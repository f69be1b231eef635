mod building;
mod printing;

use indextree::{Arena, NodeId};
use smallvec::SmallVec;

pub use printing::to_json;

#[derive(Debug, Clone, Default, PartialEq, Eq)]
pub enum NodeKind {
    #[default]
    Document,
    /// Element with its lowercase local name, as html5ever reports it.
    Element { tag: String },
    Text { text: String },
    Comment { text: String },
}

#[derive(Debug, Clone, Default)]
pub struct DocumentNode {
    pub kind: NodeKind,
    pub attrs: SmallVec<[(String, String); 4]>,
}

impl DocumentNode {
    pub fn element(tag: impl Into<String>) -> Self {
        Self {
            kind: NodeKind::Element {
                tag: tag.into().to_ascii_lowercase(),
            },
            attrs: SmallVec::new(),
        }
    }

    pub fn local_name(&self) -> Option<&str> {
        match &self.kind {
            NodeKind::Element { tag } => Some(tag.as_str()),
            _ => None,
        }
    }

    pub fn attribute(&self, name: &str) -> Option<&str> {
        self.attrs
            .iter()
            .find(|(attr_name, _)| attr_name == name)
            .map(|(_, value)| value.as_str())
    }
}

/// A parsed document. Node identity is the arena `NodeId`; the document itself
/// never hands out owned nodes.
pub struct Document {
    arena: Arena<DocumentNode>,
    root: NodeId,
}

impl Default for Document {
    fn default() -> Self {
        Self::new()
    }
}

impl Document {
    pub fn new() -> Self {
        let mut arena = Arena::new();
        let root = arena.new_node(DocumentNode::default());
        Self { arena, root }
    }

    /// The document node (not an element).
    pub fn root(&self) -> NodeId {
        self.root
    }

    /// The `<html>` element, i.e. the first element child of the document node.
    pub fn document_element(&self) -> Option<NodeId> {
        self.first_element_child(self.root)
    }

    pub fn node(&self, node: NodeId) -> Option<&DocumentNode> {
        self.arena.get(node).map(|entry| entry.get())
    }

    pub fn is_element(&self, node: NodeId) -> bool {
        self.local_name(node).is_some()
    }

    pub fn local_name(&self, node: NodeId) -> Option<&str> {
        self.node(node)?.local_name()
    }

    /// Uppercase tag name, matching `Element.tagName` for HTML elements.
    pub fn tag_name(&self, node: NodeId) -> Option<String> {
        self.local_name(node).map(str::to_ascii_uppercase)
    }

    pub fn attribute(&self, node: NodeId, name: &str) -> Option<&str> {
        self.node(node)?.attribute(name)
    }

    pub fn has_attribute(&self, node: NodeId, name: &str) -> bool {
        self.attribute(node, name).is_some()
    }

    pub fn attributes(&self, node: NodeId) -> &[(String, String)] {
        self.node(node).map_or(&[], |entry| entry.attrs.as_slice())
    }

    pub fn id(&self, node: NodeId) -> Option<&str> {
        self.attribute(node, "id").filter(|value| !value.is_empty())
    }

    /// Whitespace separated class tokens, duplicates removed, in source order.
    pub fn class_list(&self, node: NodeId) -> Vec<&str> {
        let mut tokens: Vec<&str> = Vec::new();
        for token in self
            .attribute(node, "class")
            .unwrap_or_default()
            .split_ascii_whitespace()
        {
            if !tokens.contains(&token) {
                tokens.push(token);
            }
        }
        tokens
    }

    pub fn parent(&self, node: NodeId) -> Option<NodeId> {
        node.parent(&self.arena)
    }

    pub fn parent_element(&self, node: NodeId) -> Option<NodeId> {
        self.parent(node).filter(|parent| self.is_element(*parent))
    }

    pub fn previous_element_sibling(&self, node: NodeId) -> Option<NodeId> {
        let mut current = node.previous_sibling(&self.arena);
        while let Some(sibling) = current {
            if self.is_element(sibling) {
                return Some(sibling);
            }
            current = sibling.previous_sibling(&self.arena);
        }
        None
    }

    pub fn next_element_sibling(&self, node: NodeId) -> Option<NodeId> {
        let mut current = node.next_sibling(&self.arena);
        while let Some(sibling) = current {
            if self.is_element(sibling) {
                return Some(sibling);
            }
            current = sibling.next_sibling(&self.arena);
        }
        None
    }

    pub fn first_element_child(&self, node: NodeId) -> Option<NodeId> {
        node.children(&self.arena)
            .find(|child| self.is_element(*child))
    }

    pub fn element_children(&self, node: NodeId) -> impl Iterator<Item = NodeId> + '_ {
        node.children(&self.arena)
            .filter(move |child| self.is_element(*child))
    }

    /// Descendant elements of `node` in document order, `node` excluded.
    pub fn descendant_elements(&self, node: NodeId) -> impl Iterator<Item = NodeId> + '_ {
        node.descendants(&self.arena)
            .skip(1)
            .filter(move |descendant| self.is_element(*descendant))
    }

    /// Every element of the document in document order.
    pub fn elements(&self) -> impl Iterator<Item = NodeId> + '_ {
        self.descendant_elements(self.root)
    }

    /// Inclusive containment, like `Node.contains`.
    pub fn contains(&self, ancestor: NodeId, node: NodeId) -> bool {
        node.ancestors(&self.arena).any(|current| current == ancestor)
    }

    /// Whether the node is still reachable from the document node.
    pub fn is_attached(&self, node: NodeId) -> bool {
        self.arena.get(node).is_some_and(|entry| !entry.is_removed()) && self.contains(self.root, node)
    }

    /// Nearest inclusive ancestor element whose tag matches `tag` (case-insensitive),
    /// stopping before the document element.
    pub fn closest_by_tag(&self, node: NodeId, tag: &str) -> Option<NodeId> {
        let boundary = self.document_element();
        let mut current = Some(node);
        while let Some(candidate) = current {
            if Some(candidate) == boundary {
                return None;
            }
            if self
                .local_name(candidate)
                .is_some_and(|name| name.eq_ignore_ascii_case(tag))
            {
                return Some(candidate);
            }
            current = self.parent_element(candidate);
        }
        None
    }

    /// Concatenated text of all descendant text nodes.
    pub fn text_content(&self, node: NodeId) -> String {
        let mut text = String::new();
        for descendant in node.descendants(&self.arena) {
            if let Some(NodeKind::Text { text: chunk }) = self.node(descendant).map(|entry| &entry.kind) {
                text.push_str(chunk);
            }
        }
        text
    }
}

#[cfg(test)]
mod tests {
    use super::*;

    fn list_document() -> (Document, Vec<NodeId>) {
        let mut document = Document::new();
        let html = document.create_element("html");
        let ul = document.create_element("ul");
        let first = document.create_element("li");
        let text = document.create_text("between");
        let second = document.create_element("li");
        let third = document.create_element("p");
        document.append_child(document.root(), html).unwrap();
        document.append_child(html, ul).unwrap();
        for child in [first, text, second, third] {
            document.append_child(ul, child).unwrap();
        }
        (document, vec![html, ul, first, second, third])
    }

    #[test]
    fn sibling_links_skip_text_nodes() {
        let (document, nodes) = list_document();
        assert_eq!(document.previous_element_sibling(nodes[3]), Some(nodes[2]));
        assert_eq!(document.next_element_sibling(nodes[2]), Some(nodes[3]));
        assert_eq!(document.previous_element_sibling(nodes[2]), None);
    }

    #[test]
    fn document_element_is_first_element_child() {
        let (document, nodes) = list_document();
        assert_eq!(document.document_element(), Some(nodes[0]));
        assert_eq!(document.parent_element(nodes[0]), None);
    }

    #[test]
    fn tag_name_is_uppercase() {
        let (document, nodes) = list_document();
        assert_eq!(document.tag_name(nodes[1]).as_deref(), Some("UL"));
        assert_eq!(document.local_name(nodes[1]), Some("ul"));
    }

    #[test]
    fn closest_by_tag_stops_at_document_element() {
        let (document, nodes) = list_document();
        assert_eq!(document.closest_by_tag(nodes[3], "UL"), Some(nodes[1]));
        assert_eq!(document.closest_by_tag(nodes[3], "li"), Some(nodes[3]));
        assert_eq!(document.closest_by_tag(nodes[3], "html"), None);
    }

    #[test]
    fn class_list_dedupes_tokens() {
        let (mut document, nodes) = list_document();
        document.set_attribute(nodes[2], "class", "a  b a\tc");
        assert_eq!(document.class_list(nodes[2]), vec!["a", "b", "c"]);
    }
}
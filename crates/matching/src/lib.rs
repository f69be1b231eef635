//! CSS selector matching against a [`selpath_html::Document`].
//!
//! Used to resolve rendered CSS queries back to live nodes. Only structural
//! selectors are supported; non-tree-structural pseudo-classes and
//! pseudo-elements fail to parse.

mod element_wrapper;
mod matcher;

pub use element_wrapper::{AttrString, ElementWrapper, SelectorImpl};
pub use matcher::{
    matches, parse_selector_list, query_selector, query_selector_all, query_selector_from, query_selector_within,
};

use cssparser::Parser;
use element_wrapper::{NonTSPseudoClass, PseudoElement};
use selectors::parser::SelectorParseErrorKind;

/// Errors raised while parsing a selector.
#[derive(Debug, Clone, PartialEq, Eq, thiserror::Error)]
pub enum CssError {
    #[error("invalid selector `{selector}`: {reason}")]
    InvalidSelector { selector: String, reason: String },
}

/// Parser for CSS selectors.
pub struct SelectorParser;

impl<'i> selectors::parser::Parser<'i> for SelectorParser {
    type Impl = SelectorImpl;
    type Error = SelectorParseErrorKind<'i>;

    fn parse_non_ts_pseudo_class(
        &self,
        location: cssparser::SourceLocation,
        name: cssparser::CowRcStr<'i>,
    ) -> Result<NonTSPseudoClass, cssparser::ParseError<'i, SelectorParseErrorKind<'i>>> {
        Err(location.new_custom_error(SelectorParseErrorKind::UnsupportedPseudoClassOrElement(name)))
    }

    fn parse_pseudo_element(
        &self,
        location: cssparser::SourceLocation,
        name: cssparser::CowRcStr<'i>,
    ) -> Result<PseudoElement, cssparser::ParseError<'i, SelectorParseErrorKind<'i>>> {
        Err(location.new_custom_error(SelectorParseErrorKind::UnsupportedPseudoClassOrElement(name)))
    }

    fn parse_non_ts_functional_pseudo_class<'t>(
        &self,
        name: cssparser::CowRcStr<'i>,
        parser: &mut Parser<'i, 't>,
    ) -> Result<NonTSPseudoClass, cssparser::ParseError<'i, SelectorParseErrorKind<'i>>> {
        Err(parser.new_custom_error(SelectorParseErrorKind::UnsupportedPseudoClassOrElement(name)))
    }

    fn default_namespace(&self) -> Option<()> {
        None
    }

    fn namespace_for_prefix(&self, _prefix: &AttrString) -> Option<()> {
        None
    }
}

_ _ _ _ _

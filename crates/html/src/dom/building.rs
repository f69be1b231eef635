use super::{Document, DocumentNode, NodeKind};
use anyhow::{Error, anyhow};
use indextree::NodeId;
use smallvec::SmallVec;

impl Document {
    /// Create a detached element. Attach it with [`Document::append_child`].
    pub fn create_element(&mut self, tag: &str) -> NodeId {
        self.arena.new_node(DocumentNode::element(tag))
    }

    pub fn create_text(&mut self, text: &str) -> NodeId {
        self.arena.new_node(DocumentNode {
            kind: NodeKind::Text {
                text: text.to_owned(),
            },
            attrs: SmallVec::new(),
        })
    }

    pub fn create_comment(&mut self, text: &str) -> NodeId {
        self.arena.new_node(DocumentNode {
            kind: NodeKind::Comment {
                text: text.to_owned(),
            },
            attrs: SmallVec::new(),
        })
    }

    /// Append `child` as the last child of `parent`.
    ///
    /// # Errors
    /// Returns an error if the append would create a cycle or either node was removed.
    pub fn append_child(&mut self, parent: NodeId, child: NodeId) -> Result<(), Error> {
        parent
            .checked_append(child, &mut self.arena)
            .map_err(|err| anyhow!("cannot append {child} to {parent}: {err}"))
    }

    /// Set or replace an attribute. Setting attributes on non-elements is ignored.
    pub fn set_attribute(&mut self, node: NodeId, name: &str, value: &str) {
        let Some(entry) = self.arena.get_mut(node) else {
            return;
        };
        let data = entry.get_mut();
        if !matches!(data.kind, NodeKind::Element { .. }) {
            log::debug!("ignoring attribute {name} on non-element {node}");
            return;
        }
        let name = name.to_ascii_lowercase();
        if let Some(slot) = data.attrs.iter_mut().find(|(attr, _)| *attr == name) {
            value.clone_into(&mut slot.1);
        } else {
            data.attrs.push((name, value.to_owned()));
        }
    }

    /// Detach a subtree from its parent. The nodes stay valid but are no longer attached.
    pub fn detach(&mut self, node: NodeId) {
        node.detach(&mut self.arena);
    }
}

_ _ _ _ _

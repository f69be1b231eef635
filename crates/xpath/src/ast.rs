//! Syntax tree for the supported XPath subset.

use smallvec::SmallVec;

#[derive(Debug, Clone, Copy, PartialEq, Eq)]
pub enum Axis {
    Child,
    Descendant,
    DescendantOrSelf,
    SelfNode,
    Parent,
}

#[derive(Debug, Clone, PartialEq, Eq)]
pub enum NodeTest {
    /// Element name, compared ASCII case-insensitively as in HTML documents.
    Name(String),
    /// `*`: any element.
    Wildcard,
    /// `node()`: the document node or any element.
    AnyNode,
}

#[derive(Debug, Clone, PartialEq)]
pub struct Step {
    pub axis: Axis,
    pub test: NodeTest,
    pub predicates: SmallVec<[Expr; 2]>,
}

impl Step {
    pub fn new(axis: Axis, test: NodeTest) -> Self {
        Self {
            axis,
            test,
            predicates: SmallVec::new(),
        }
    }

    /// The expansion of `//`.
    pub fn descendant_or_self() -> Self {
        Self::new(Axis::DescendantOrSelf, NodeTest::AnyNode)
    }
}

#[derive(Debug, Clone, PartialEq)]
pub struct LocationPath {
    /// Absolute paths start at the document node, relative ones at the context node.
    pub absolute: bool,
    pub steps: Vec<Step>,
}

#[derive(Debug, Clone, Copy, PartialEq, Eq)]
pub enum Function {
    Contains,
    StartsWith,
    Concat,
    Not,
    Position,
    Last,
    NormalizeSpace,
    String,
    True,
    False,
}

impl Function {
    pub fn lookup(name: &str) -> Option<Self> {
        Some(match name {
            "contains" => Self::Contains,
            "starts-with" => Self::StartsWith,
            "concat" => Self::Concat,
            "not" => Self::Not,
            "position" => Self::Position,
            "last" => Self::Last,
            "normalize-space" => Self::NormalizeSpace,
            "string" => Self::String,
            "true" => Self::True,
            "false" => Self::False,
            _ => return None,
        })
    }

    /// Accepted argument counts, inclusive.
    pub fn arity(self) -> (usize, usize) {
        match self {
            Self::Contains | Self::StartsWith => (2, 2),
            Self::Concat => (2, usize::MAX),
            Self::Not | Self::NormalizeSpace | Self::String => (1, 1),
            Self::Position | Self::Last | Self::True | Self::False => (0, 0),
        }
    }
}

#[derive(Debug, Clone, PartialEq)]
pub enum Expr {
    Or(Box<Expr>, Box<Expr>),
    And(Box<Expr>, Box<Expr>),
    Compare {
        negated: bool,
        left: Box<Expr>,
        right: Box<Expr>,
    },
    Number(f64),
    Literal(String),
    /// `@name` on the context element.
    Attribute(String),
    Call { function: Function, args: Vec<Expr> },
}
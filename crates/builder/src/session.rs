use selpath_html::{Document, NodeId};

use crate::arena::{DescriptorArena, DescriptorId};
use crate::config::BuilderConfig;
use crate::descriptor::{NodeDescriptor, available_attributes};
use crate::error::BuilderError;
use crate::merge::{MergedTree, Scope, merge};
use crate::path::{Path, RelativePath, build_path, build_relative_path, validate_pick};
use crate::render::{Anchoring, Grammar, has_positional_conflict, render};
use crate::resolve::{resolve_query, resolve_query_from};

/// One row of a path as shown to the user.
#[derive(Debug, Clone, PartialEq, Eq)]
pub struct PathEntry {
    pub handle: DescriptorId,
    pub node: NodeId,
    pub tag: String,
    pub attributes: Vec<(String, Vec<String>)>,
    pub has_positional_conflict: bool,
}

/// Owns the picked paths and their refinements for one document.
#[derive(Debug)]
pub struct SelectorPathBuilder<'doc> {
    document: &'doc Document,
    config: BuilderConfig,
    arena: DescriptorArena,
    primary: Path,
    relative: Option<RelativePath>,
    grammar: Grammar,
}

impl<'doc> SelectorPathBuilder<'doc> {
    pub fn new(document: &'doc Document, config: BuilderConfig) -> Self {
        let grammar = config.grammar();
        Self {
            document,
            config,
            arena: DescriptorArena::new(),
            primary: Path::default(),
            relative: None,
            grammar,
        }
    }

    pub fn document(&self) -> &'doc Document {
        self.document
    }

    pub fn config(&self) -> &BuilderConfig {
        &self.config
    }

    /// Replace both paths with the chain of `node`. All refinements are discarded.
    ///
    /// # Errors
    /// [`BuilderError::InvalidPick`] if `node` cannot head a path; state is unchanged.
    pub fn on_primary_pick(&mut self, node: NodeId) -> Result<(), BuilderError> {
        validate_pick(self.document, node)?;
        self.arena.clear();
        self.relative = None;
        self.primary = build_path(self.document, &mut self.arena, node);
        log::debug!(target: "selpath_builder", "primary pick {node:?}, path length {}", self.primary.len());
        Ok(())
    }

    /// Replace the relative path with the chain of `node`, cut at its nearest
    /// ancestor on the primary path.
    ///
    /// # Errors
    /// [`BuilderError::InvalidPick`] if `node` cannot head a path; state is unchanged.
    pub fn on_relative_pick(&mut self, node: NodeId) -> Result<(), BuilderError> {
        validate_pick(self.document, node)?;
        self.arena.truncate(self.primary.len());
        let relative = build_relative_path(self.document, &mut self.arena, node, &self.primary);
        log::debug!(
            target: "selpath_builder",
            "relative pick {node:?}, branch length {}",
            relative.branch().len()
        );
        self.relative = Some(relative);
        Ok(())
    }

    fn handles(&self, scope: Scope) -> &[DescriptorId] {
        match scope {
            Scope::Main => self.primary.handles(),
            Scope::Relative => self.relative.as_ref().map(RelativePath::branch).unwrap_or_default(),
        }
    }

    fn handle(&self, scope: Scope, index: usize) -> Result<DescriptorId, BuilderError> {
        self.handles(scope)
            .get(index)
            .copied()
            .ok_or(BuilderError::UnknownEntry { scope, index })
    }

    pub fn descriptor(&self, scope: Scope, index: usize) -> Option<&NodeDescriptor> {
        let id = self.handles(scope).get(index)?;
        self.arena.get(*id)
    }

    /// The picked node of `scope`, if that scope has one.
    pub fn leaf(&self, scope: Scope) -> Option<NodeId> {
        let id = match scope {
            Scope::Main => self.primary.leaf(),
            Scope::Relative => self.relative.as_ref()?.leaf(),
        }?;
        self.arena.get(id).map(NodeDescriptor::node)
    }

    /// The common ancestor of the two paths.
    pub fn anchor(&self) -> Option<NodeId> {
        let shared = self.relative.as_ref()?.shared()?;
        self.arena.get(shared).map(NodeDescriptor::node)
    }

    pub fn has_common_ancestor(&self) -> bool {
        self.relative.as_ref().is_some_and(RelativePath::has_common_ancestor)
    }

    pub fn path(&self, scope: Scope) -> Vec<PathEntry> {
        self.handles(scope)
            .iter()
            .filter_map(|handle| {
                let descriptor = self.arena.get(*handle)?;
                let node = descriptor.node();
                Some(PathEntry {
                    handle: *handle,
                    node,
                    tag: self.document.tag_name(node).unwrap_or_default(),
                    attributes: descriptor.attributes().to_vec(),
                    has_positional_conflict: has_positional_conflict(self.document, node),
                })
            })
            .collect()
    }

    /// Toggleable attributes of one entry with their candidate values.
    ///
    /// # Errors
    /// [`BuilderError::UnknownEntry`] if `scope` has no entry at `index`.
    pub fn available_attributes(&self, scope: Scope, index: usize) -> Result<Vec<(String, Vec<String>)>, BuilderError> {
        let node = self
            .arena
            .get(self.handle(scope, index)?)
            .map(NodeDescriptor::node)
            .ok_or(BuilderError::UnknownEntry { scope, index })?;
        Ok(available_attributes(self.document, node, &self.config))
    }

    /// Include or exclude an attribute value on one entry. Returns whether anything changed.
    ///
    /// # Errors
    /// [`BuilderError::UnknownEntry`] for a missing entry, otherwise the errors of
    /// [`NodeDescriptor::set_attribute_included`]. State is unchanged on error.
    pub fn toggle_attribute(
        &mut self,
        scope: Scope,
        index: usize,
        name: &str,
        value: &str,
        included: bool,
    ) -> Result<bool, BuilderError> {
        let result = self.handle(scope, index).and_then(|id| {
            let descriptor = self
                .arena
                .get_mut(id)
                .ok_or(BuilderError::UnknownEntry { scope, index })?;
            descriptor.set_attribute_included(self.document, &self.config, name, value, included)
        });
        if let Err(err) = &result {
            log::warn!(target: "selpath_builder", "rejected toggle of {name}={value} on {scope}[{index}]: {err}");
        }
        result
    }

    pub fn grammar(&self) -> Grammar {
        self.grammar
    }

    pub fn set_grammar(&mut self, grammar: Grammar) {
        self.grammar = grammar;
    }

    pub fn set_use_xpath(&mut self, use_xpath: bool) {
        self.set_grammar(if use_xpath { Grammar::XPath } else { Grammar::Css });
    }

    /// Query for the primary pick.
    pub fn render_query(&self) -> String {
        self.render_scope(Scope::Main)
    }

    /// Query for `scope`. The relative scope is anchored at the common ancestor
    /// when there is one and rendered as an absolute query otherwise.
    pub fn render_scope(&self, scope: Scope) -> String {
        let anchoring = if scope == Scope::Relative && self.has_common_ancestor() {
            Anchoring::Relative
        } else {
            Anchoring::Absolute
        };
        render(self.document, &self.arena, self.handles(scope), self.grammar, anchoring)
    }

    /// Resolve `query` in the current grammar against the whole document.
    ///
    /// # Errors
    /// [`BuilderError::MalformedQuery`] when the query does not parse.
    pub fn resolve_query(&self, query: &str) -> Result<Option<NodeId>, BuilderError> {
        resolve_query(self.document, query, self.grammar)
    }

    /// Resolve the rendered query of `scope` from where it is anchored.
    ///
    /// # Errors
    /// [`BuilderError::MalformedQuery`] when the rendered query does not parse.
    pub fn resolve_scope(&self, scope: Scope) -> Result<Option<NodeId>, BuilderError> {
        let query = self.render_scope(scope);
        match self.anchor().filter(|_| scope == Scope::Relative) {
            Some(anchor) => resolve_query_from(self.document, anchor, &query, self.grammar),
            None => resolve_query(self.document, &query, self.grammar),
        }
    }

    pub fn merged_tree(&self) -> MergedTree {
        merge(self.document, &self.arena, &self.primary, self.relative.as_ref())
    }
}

_ _ _ _ _

▸ To do:
Each line of the material above that contains the word "DescriptorArena" counts once; report the total and nothing else.

▸ Solution below:
3